The 11-strong group, which includes Europe’s biggest asset manager Amundi, said Switzerland’s second-biggest bank also needed to improve its climate disclosures, align its coal, oil and gas policies with best-practice and set short-term targets to cut fossil fuel-related lending.
The group, which includes the municipal pension fund for Credit Suisse’s home city of Zurich and the Swiss federal pension fund, said it was submitting a resolution to Credit Suisse’s annual general meeting (AGM) on April 29.
If taken to a vote, the resolution, coordinated by responsible investment NGO ShareAction and Swiss pension fund adviser Ethos Foundation together with the Swiss Association for Responsible Investments, would be the first climate-related vote to be put to a Swiss company at its AGM.
Credit Suisse said it was engaged in dialogue with shareholders and would outline reductions to its oil, gas and coal financing in its sustainability report on Thursday.
“Credit Suisse’s sustainability position is clear,” the bank said in an emailed statement. “We have made a public commitment to achieve net zero across our operations, supply chain and financing activities by 2050.”
Interim targets include monitoring the reduction of both emissions and lending exposure to the oil, gas and coal sector.
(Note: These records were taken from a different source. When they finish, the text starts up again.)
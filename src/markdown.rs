use crate::text_utils::escape_html;
use regex::Regex;

pub const KIND_CODE_BLOCK: &str = "CODE_BLOCK";
pub const KIND_EMBEDDED_DOC: &str = "EMBEDDED_DOC";
pub const KIND_INLINE_CODE: &str = "INLINE_CODE";
pub const KIND_PROTECTED_BLOCK: &str = "PROTECTED_BLOCK";

/// Block-level elements the line pass tracks with a nesting depth counter.
/// While the counter is above zero every line passes through verbatim.
const BLOCK_TAGS: &str =
    "div|details|summary|section|article|aside|nav|header|footer|form|fieldset|figure|main|iframe|pre|dl";

struct Slot {
    kind: &'static str,
    token: String,
    content: String,
}

/// Store for regions protected from line-oriented processing.
///
/// Each protected region is swapped for an opaque, markdown-inert text token
/// and restored after the markdown pass. Restoration strips a paragraph or
/// line-break wrapper the markdown pass may have put around a token that
/// ended up alone on a line.
#[derive(Default)]
pub struct ProtectedRegions {
    slots: Vec<Slot>,
}

impl ProtectedRegions {
    pub fn new() -> Self {
        ProtectedRegions { slots: Vec::new() }
    }

    /// Stores `content` and returns the unique token that stands in for it.
    pub fn protect(&mut self, kind: &'static str, content: String) -> String {
        let token = format!("__{}_{}__", kind, self.slots.len());
        self.slots.push(Slot {
            kind,
            token: token.clone(),
            content,
        });
        token
    }

    /// Restores every slot of `kind` verbatim.
    pub fn restore(&self, kind: &str, mut html: String) -> String {
        for slot in self.slots.iter().filter(|s| s.kind == kind) {
            html = replace_token(&html, &slot.token, &slot.content);
        }
        html
    }

    /// Restores every slot of `kind` through a mapping of the stored content.
    /// Used for embedded documents, which become inline frames only after the
    /// full markdown pass.
    pub fn restore_with<F>(&self, kind: &str, mut html: String, mut map: F) -> String
    where
        F: FnMut(&str, usize) -> String,
    {
        for (ordinal, slot) in self.slots.iter().filter(|s| s.kind == kind).enumerate() {
            let replacement = map(&slot.content, ordinal);
            html = replace_token(&html, &slot.token, &replacement);
        }
        html
    }

    pub fn count(&self, kind: &str) -> usize {
        self.slots.iter().filter(|s| s.kind == kind).count()
    }
}

/// Substitutes a token, stripping an immediately-surrounding wrapper the
/// markdown pass may have introduced.
fn replace_token(html: &str, token: &str, replacement: &str) -> String {
    let paragraph_wrapped = format!("<p>{token}</p>");
    if html.contains(&paragraph_wrapped) {
        return html.replace(&paragraph_wrapped, replacement);
    }
    let break_trailed = format!("{token}<br>");
    if html.contains(&break_trailed) {
        return html.replace(&break_trailed, replacement);
    }
    html.replace(token, replacement)
}

#[derive(PartialEq, Clone, Copy)]
enum ListKind {
    Unordered,
    Ordered,
}

/// Markdown-subset renderer.
///
/// The subset is intentionally small (headings, rules, blockquotes, lists,
/// emphasis, strikethrough, links, code) and the pipeline ordering exists to
/// keep line-based rules away from multi-line HTML mixed into chat text:
/// fenced code first, embedded documents second, inline code third, opaque
/// block regions fourth, then the depth-tracked line pass, then restoration.
pub struct MarkdownRenderer {
    fence_re: Regex,
    inline_code_re: Regex,
    style_re: Regex,
    script_re: Regex,
    svg_re: Regex,
    table_re: Regex,
    block_open_re: Regex,
    block_close_re: Regex,
    token_line_re: Regex,
    heading_re: Regex,
    hr_re: Regex,
    blockquote_re: Regex,
    ul_item_re: Regex,
    ol_item_re: Regex,
    bold_italic_re: Regex,
    bold_re: Regex,
    italic_re: Regex,
    strike_re: Regex,
    link_re: Regex,
}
The resolution follows the retraction of one at last year’s AGM calling for the phasing out of coal financing.
Credit Suisse published a new coal policy at the COP26 climate talks in November.
The investor group said that policy had “several concerning loopholes,” including allowing the bank to keep funding companies for “energy transition” purposes without a clear definition of what that meant.
Credit Suisse had a torrid 2021, with scandals prompting executive oustings, a full-year loss and a strategic overhaul. A recently created sustainability division was folded back into its business units under new leadership.